Jujur, untuk satu tulisan ulasan buku harus dibuat berhari-hari karena selalu kacau membuat runutannya. Jika lolos dengan runutan, saya dicegat lagi dengan diksi-diksi hambar yang pasti bakal membingungkan pembaca blog ini. Nyawa saya di tulisan itu hampir kosong, kalau ada pun pasti menerawang hampir enggak kelihatan. 

Bahkan ada juga ulasan buku yang harus saya revisi total karena yang sudah disusun jadinya tulisan omong kosong, tidak fokus, bahkan tidak informatif. Bukan karena standar saya yang ketinggian. Saya sudah mengingatkan diri sendiri untuk menulis sederhana saja dan hasilnya bukan sederhana, lebih di bawah itu. Miris.

Keresahan perkara menulis ini membayangi hari-hari saya. Beberapa artikel dibaca terutama tips dan trik agar bisa menulis lebih baik dan lancar. Tak hanya yang berbahasa Indonesia, tulisan asing pun saya terjemahkan dulu di google lalu saya coba pahami. Sederhananya, saya pernah muak dengan menulis dan efek momen itu masih bersisa sampai sekarang.

Solusi yang paling mungkin dilakukan adalah belajar, belajar, belajar, dan sabar. Saya harus mulai menulis lagi, tidak melulu ulasan, bisa dengan tulisan random, yang pasti harus mendekatkan lagi dengan diksi-diksi dan coba-coba dirangkai dengan telaten. Tidak harus berpanjang-panjang tulisannya, bisa juga yang pendek-pendek. Tidak mesti yang langsung indah, yang utama bisa menyampaikan pesan yang mau dibagikan. Saya memutuskan untuk menulis dengan sederhana dan ringan.

Saya juga harus merubah mindset soal menulis.
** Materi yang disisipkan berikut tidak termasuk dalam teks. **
//! 世界存档
//!
//! 每个世界对应一个文本文件 `saves/<名称>.world`；
//! 重复保存会整体覆盖，不追加也不保留历史版本。
//! 存档只包含种子、稀疏方块 diff 和玩家/物品栏状态，
//! 载入后地形由种子确定性地重新生成

pub mod format;

use std::fs;
use std::io::Write;
use std::io::BufWriter;
use std::path::{Path, PathBuf};

use bevy::log::info;
use thiserror::Error;

use crate::player::Player;
use crate::world::BlockWorld;

use format::{SAVE_VERSION, SaveFile};

/// 存档目录
pub const SAVE_DIR: &str = "saves";

/// 存档文件扩展名
pub const SAVE_EXT: &str = "world";

/// 存档错误
///
/// 目录创建或文件写入失败直接上报调用方，不在内部重试；
/// 格式错误的存档会中止载入，不会返回半成品世界
#[derive(Debug, Error)]
pub enum SaveError {
    #[error("save io error: {0}")]
    Io(#[from] std::io::Error),
    #[error("malformed save data: {detail}")]
    Format { detail: String },
    #[error("unsupported save version {0} (expected {SAVE_VERSION})")]
    Version(u32),
}

/// 存档文件路径
fn save_path(dir: &Path, name: &str) -> PathBuf {
    dir.join(format!("{name}.{SAVE_EXT}"))
}

/// 指定名称的存档是否存在
pub fn save_exists(name: &str) -> bool {
    save_path(Path::new(SAVE_DIR), name).exists()
}

/// 保存世界到默认存档目录
pub fn save_world(world: &BlockWorld, player: &Player) -> Result<PathBuf, SaveError> {
    save_world_to(SAVE_DIR, world, player)
}

/// 保存世界到指定目录
/// 目录不存在时自动创建；文件整体覆盖写入
pub fn save_world_to(
    dir: impl AsRef<Path>,
    world: &BlockWorld,
    player: &Player,
) -> Result<PathBuf, SaveError> {
    let dir = dir.as_ref();
    fs::create_dir_all(dir)?;

    let path = save_path(dir, &world.name);
    let file = fs::File::create(&path)?;
    let mut writer = BufWriter::new(file);

    let snapshot = SaveFile::capture(world, player);
    serde_json::to_writer_pretty(&mut writer, &snapshot).map_err(|e| SaveError::Format {
        detail: e.to_string(),
    })?;
    writer.flush()?;

    info!(
        "Saved world '{}' ({} overridden blocks) to {}",
        world.name,
        snapshot.overrides.len(),
        path.display()
    );
    Ok(path)
}

/// 从默认存档目录载入世界
pub fn load_world(name: &str) -> Result<(BlockWorld, Player), SaveError> {
    load_world_from(SAVE_DIR, name)
}

/// 从指定目录载入世界
/// 先完整解析再重建状态，解析失败时不会产生任何世界对象
pub fn load_world_from(
    dir: impl AsRef<Path>,
    name: &str,
) -> Result<(BlockWorld, Player), SaveError> {
    let path = save_path(dir.as_ref(), name);
    let text = fs::read_to_string(&path)?;

    let snapshot: SaveFile = serde_json::from_str(&text).map_err(|e| SaveError::Format {
        detail: e.to_string(),
    })?;

    if snapshot.version != SAVE_VERSION {
        return Err(SaveError::Version(snapshot.version));
    }

    info!(
        "Loaded world '{}' (seed {}, {} overridden blocks)",
        snapshot.name,
        snapshot.seed,
        snapshot.overrides.len()
    );
    Ok(snapshot.into_state())
}

#[cfg(test)]
mod tests {
    use super::*;
    use crate::inventory::ItemStack;
    use crate::player::Facing;
    use crate::world::{BlockKind, WorldSeed};
    use bevy::math::{IVec2, Vec2};

    /// 每个测试使用独立的临时目录，避免并行冲突
    fn temp_save_dir(tag: &str) -> PathBuf {
        let dir = std::env::temp_dir().join(format!("flatworld_save_{tag}_{}", std::process::id()));
        fs::remove_dir_all(&dir).ok();
        dir
    }

    #[test]
    fn test_save_creates_named_file() {
        let dir = temp_save_dir("named");
        let mut world = BlockWorld::new("test", WorldSeed::new(5));
        world.generate_spawn_region();
        let player = Player::spawn_at_surface(&mut world);

        let path = save_world_to(&dir, &world, &player).unwrap();
        assert_eq!(path, dir.join("test.world"));
        assert!(path.exists());

        fs::remove_dir_all(&dir).ok();
    }

    #[test]
    fn test_roundtrip() {
        let dir = temp_save_dir("roundtrip");
        let mut world = BlockWorld::new("roundtrip", WorldSeed::new(31337));
        let mut player = Player::spawn_at_surface(&mut world);

        // 任意的方块修改
        let edits = [
            (IVec2::new(4, 60), BlockKind::Stone),
            (IVec2::new(-9, 70), BlockKind::Wood),
            (IVec2::new(120, 2), BlockKind::Air),
        ];
        for (pos, kind) in edits {
            world.set_block(pos, kind);
        }

        // 玩家与物品栏状态
        player.position = Vec2::new(17.25, 44.0);
        player.velocity_y = -0.3;
        player.is_jumping = true;
        player.facing = Facing::Left;
        player
            .inventory_mut()
            .set_slot(3, Some(ItemStack::new(BlockKind::Dirt, 12)))
            .unwrap();
        player.inventory_mut().scroll(-2);

        save_world_to(&dir, &world, &player).unwrap();
        let (mut loaded_world, loaded_player) = load_world_from(&dir, "roundtrip").unwrap();

        // 每个被覆盖的坐标回答一致
        for (pos, kind) in edits {
            assert_eq!(loaded_world.block_at(pos), kind);
        }
        // 未修改的坐标抽样一致
        for x in (-300..=300).step_by(41) {
            assert_eq!(loaded_world.surface_height(x), world.surface_height(x));
            for y in [1, 25, 50] {
                let pos = IVec2::new(x, y);
                assert_eq!(loaded_world.block_at(pos), world.block_at(pos));
            }
        }

        assert_eq!(loaded_world.name, "roundtrip");
        assert_eq!(loaded_world.seed(), 31337);
        assert_eq!(loaded_player.position, player.position);
        assert_eq!(loaded_player.velocity_y, player.velocity_y);
        assert_eq!(loaded_player.is_jumping, player.is_jumping);
        assert_eq!(loaded_player.facing, Facing::Left);
        assert_eq!(loaded_player.inventory(), player.inventory());

        fs::remove_dir_all(&dir).ok();
    }

    #[test]
    fn test_save_overwrites() {
        let dir = temp_save_dir("overwrite");
        let mut world = BlockWorld::new("test", WorldSeed::new(8));
        let player = Player::spawn_at_surface(&mut world);

        save_world_to(&dir, &world, &player).unwrap();
        let first = fs::read_to_string(dir.join("test.world")).unwrap();

        let pos = IVec2::new(0, 100);
        world.set_block(pos, BlockKind::Stone);
        save_world_to(&dir, &world, &player).unwrap();
        let second = fs::read_to_string(dir.join("test.world")).unwrap();

        // 文件只反映最新状态，没有重复内容
        assert_ne!(first, second);
        let (mut reloaded, _) = load_world_from(&dir, "test").unwrap();
        assert_eq!(reloaded.block_at(pos), BlockKind::Stone);

        fs::remove_dir_all(&dir).ok();
    }

    #[test]
    fn test_malformed_save_is_format_error() {
        let dir = temp_save_dir("malformed");
        fs::create_dir_all(&dir).unwrap();
        fs::write(dir.join("broken.world"), "{ not valid json").unwrap();

        match load_world_from(&dir, "broken") {
            Err(SaveError::Format { .. }) => {}
            other => panic!("expected format error, got {:?}", other.map(|_| ())),
        }

        fs::remove_dir_all(&dir).ok();
    }

    #[test]
    fn test_version_mismatch() {
        let dir = temp_save_dir("version");
        let mut world = BlockWorld::new("test", WorldSeed::new(8));
        let player = Player::spawn_at_surface(&mut world);
        save_world_to(&dir, &world, &player).unwrap();

        let path = dir.join("test.world");
        let text = fs::read_to_string(&path)
            .unwrap()
            .replacen("\"version\": 1", "\"version\": 99", 1);
        fs::write(&path, text).unwrap();

        match load_world_from(&dir, "test") {
            Err(SaveError::Version(99)) => {}
            other => panic!("expected version error, got {:?}", other.map(|_| ())),
        }

        fs::remove_dir_all(&dir).ok();
    }

    #[test]
    fn test_missing_save_is_io_error() {
        let dir = temp_save_dir("missing");
        match load_world_from(&dir, "nothing") {
            Err(SaveError::Io(_)) => {}
            other => panic!("expected io error, got {:?}", other.map(|_| ())),
        }
    }
}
Jangan melihat hasilnya yang harus bagus, tapi harus bisa menikmati prosesnya. Menulis tidak boleh jadi beban, tapi solusi melepaskan beban. Menulis itu tidak boleh terkekang, tapi bisa mendewasakan. Semangat ini yang saya coba serap. Menulis itu menyenangkan dan jalan memberi manfaat untuk pembaca lain, sekali pun manfaatnya hanya hiburan.

Pada proses 'belajar menulis lebih baik' pasti akan berimbas dengan artikel-artikel ke depannya yang akan berubah-ubah. Saya tidak punya pakem yang saklek soal menulis ulasan atau tulisan lainnya. Selama ini pun berbagai format dicoba. Perbaikan di sana-sini. Copot, ganti, rombak, bangun. Itu menyenangkan buat saya, hahaha, tapi pasti belum menyenangkan pembaca blog ini. Jadi bersabar dulu ya.

Ini sudah di ujung tulisan uneg-uneg batin soal menulis. Saya sudah menerbangkan sebagian keresahan dan beban yang kemarin-kemarin memenuhi hati dan pikiran. Pengakuan sudah ditulis. Besok pasti akan menulis tulisan lainnya, bisa di sini, bisa di Wattpad, bisa juga di Notion. 

Saya ingat poin penting lainnya, belajar itu lebih enak kalau didukung orang lain. Selain sebagai pengawas, yang lain bisa jadi teman. Dan saya mau minta pembaca blog ini memberi semangat ke saya dengan kata-kata semangatnya. Tulis di kolom komentar biar saya enggak merasa sendirian.

Dan saya juga ingin mengajak teman-teman untuk, "Ayo kita belajar menulis lebih baik lagi!"